**Problem statement**
Word for word, restate the lines of the material below from its first line through the one containing "Weekly intake analysis". Omit the rest.

**Extracted records**
+ + + +

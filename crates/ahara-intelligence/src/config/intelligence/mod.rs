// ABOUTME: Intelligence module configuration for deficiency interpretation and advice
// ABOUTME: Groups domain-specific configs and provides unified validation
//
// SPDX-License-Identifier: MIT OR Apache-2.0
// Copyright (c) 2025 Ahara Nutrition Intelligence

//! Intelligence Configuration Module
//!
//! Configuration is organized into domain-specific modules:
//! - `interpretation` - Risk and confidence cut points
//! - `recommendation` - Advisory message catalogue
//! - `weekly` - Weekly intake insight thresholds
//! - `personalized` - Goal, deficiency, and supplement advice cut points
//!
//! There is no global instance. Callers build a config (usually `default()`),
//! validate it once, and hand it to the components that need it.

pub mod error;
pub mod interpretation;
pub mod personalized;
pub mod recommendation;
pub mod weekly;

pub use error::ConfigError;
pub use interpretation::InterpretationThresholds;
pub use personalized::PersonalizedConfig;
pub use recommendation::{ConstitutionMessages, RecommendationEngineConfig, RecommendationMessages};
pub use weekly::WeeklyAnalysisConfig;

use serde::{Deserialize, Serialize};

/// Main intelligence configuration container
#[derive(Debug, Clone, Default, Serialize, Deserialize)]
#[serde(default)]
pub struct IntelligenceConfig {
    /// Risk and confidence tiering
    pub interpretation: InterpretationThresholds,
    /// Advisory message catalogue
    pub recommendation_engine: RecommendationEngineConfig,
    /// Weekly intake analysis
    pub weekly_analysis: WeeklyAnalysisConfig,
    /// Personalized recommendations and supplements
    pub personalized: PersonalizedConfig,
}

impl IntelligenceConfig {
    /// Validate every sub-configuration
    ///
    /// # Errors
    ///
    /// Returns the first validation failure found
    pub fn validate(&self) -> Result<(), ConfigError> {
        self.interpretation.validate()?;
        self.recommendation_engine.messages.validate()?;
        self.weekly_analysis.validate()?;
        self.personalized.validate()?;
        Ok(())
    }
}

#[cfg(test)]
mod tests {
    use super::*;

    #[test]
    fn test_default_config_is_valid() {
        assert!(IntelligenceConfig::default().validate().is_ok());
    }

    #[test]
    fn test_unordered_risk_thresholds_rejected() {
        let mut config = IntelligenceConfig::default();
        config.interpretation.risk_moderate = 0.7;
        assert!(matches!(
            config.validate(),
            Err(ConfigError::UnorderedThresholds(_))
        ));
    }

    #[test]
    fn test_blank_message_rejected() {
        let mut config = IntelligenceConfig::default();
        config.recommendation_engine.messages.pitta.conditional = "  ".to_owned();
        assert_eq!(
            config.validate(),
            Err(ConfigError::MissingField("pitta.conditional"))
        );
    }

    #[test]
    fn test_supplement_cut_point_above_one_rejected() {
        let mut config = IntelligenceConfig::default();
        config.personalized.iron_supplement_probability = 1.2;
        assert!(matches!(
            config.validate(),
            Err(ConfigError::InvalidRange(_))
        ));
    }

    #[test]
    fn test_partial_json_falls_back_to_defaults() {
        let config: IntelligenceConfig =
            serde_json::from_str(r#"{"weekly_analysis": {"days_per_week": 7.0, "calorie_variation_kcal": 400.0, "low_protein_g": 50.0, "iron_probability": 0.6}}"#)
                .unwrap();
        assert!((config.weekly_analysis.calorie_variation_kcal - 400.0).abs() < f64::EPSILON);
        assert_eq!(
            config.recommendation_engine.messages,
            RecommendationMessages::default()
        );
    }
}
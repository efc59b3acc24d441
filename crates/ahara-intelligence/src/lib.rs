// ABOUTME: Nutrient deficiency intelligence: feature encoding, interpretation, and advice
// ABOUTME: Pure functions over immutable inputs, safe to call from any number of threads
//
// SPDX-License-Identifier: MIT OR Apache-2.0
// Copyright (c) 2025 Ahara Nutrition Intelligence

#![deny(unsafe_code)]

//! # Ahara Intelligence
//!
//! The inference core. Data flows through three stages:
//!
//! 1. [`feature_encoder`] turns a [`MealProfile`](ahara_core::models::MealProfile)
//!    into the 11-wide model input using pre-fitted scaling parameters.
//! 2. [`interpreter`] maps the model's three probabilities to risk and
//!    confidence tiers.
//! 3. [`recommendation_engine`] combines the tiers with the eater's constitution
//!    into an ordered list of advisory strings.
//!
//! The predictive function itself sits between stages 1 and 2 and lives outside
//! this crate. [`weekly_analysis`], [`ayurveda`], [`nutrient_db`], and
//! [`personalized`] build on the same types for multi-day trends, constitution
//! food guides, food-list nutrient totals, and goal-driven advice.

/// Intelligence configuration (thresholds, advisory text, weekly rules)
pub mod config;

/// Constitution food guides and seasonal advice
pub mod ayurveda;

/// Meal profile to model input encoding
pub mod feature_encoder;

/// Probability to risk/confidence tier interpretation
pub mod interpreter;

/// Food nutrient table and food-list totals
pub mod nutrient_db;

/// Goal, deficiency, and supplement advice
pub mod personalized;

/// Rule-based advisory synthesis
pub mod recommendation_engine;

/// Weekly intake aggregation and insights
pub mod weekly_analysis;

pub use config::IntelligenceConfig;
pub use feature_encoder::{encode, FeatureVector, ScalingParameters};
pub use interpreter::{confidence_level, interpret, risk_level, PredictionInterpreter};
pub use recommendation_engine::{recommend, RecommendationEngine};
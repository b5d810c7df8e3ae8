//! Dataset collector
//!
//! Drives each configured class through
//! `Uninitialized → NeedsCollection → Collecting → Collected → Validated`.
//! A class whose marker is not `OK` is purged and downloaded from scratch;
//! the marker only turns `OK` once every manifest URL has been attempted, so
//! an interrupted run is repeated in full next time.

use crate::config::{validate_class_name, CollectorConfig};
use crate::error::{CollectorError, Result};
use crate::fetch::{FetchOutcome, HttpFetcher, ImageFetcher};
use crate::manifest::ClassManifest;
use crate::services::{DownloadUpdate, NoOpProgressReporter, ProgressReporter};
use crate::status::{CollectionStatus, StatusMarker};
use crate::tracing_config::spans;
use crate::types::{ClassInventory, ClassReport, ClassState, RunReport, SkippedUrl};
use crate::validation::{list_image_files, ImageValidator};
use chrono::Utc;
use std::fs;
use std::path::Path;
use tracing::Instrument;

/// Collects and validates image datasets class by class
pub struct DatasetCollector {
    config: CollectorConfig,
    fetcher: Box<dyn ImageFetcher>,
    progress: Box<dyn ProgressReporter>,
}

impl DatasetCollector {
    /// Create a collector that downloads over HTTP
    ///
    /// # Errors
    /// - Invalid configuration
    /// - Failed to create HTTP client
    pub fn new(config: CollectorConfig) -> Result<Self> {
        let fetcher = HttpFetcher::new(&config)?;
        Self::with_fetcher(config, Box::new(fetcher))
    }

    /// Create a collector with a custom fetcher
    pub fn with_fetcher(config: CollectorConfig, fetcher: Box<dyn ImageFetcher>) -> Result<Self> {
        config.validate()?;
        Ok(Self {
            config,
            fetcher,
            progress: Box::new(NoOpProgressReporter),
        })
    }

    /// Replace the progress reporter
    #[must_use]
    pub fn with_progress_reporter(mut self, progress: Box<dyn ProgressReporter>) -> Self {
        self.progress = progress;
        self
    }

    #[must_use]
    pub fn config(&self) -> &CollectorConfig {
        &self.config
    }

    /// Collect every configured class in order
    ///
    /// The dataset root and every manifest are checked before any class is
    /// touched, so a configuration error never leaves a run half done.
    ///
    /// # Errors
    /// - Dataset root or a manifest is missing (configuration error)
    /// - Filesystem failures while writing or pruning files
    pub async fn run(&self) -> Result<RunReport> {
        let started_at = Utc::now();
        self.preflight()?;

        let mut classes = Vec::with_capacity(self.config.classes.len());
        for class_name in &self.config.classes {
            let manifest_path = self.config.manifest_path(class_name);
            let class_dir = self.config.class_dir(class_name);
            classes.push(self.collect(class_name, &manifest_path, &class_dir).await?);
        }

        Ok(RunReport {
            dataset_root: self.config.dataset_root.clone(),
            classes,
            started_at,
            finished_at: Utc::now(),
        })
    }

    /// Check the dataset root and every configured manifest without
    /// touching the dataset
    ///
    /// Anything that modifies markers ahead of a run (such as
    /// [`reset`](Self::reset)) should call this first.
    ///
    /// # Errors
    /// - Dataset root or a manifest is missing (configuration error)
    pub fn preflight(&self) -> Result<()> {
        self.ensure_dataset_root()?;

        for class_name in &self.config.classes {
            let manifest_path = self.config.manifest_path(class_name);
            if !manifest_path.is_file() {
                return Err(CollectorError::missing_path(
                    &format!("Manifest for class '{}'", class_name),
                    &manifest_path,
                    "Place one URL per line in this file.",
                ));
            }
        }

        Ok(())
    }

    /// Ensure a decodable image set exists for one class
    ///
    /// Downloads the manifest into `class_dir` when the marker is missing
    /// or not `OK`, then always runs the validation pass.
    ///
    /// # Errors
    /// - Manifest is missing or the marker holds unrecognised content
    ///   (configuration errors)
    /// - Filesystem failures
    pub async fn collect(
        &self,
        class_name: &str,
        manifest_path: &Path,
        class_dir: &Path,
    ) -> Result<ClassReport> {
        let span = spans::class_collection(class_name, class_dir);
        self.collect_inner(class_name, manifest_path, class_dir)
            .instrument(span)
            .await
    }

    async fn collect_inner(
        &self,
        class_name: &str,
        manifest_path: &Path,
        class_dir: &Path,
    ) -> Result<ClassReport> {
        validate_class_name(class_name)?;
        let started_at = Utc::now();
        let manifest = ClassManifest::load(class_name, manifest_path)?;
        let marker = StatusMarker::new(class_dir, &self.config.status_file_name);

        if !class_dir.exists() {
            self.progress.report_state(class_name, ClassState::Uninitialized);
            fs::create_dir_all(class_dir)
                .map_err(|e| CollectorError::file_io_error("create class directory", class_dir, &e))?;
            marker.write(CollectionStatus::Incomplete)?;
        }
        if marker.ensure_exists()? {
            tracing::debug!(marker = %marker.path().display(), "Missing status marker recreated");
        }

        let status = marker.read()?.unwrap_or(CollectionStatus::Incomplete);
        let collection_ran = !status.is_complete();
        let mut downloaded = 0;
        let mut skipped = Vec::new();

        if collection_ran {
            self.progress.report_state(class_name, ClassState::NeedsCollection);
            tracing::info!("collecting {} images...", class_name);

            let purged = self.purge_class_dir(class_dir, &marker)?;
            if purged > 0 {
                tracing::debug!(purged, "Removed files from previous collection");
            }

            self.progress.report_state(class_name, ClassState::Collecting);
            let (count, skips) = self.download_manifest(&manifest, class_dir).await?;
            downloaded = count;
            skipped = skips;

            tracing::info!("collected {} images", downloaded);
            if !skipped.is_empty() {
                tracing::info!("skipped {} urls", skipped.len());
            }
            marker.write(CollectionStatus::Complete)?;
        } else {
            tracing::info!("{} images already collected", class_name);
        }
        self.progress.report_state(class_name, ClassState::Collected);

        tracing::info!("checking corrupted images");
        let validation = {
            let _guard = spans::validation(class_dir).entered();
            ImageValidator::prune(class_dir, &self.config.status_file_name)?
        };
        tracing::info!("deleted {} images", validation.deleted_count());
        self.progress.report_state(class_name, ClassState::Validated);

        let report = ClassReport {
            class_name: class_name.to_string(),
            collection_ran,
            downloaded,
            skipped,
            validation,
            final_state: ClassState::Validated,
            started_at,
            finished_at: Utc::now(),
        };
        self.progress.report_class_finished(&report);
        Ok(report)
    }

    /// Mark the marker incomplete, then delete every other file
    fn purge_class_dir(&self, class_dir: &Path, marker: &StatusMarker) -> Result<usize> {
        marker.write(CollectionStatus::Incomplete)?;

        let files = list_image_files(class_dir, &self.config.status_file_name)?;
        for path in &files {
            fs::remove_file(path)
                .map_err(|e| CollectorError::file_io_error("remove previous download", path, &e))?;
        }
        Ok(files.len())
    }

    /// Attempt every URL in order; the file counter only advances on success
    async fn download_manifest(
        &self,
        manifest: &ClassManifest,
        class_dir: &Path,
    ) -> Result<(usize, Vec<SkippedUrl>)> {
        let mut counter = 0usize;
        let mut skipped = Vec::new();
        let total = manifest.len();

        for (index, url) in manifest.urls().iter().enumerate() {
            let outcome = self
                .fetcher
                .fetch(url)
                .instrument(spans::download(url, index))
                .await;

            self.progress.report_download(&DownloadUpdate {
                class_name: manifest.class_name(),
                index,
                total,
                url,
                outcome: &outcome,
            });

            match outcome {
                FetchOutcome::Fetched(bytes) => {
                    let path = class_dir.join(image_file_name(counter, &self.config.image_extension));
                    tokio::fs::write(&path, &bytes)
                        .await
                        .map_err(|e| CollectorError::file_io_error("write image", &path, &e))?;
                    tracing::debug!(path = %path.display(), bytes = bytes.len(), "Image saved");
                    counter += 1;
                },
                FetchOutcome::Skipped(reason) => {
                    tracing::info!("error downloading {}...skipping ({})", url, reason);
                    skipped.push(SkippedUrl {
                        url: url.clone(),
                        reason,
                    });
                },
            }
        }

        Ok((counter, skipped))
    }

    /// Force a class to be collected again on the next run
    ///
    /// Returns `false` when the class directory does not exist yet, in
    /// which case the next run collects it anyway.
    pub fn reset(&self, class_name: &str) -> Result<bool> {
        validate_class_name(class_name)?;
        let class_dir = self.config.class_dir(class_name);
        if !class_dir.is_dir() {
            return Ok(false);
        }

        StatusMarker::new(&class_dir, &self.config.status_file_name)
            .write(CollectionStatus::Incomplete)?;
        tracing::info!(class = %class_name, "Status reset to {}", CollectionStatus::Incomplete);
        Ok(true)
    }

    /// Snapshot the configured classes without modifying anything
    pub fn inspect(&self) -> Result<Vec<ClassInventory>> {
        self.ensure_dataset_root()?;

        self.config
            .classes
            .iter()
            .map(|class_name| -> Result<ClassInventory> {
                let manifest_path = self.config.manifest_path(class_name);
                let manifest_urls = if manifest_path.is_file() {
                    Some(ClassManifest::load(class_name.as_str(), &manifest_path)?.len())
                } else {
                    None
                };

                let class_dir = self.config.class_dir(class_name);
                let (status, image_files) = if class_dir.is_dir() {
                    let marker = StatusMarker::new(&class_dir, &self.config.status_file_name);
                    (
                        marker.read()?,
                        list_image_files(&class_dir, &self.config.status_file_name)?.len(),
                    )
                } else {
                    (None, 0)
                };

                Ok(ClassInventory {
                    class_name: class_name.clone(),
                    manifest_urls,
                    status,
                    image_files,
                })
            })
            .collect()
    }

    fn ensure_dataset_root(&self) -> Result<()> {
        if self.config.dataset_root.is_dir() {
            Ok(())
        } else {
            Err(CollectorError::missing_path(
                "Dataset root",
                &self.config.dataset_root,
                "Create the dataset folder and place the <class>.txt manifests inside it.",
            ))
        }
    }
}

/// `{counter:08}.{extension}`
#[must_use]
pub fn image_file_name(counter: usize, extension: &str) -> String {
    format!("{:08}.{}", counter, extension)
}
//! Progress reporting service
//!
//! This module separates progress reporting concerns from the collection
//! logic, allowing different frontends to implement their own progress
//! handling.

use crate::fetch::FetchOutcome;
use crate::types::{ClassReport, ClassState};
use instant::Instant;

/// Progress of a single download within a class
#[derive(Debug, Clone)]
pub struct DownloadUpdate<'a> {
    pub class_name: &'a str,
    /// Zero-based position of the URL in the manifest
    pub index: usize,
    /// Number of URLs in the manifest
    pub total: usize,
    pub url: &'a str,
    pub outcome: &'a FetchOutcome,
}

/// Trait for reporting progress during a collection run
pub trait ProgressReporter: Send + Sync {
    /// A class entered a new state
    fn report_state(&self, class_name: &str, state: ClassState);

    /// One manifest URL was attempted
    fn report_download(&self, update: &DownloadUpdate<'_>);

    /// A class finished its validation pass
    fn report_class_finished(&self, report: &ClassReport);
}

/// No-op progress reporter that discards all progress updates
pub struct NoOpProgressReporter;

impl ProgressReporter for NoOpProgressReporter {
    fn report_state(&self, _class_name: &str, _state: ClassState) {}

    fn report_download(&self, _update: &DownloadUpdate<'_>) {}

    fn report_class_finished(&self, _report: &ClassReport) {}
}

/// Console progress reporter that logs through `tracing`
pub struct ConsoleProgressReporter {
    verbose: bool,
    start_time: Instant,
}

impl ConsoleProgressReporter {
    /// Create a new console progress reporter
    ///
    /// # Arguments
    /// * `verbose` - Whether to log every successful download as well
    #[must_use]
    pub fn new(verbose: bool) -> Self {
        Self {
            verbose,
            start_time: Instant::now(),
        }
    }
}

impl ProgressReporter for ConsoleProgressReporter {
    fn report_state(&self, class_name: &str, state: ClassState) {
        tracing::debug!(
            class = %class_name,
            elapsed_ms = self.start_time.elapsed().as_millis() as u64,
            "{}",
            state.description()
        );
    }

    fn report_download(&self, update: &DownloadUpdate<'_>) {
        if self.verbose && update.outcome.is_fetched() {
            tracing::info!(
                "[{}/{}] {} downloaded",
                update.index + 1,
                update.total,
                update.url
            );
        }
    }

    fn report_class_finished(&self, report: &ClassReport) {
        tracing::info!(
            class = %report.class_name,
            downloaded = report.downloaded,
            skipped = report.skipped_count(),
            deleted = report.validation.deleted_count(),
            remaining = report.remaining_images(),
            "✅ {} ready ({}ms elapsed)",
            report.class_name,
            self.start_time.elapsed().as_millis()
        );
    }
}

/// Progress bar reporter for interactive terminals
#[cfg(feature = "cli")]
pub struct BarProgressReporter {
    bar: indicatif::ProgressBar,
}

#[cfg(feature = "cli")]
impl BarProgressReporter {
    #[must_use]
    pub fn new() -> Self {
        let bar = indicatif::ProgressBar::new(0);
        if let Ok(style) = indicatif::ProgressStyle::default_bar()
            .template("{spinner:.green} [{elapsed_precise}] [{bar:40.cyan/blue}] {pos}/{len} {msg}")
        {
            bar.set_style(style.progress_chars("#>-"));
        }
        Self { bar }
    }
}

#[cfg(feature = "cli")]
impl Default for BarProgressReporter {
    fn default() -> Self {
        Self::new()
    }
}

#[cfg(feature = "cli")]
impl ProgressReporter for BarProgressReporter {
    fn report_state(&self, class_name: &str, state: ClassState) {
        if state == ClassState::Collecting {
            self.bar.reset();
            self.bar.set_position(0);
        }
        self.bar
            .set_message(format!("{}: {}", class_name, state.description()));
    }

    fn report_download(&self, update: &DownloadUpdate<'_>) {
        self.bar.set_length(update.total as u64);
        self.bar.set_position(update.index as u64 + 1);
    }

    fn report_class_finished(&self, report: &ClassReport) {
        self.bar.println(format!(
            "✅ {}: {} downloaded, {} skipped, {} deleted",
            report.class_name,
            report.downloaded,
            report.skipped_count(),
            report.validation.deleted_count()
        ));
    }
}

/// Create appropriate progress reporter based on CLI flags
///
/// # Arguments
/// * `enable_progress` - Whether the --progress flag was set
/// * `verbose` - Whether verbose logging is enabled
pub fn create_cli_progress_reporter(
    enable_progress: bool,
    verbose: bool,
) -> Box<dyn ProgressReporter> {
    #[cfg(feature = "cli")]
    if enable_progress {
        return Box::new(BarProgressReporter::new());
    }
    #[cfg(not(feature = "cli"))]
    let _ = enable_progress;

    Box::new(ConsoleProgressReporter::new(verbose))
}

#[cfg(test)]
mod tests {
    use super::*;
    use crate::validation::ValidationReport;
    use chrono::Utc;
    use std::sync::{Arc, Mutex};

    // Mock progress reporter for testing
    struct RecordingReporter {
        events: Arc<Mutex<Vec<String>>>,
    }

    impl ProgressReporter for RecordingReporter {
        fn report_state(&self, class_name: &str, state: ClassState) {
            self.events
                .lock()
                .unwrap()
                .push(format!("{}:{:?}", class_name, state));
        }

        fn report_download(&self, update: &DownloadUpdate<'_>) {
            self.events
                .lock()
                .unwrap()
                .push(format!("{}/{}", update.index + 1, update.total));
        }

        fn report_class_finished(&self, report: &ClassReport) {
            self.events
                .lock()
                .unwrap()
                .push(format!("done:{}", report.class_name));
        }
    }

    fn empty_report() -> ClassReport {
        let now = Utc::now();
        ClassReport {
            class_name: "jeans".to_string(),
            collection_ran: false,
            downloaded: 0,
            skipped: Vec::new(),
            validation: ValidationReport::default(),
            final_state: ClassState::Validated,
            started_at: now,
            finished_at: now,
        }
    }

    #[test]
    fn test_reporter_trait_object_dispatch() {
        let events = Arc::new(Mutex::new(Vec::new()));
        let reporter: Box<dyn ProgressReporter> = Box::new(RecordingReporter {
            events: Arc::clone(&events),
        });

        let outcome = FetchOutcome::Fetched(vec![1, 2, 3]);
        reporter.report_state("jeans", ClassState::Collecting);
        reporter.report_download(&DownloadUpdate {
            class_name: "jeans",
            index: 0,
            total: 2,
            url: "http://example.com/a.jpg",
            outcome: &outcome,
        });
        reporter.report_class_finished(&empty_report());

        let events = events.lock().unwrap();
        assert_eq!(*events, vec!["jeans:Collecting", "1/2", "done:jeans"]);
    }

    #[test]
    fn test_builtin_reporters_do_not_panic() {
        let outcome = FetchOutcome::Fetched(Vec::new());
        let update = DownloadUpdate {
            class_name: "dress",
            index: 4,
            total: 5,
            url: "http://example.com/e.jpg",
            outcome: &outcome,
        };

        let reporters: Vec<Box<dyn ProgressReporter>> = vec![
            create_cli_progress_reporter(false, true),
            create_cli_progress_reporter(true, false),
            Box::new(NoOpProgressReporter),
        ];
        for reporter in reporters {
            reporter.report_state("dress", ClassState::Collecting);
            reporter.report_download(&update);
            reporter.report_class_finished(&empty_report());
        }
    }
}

+ + + +

**Written answer**
filename crates/ahara-intelligence/src/config/intelligence/mod.rs
// ABOUTME: Intelligence module configuration for deficiency interpretation and advice
// ABOUTME: Groups domain-specific configs and provides unified validation
//
// SPDX-License-Identifier: MIT OR Apache-2.0
// Copyright (c) 2025 Ahara Nutrition Intelligence

//! Intelligence Configuration Module
//!
//! Configuration is organized into domain-specific modules:
//! - `interpretation` - Risk and confidence cut points
//! - `recommendation` - Advisory message catalogue
//! - `weekly` - Weekly intake insight thresholds
//! - `personalized` - Goal, deficiency, and supplement advice cut points
//!
//! There is no global instance. Callers build a config (usually `default()`),
//! validate it once, and hand it to the components that need it.

pub mod error;
pub mod interpretation;
pub mod personalized;
pub mod recommendation;
pub mod weekly;

pub use error::ConfigError;
pub use interpretation::InterpretationThresholds;
pub use personalized::PersonalizedConfig;
pub use recommendation::{ConstitutionMessages, RecommendationEngineConfig, RecommendationMessages};
pub use weekly::WeeklyAnalysisConfig;

use serde::{Deserialize, Serialize};

/// Main intelligence configuration container
#[derive(Debug, Clone, Default, Serialize, Deserialize)]
#[serde(default)]
pub struct IntelligenceConfig {
    /// Risk and confidence tiering
    pub interpretation: InterpretationThresholds,
    /// Advisory message catalogue
    pub recommendation_engine: RecommendationEngineConfig,
    /// Weekly intake analysis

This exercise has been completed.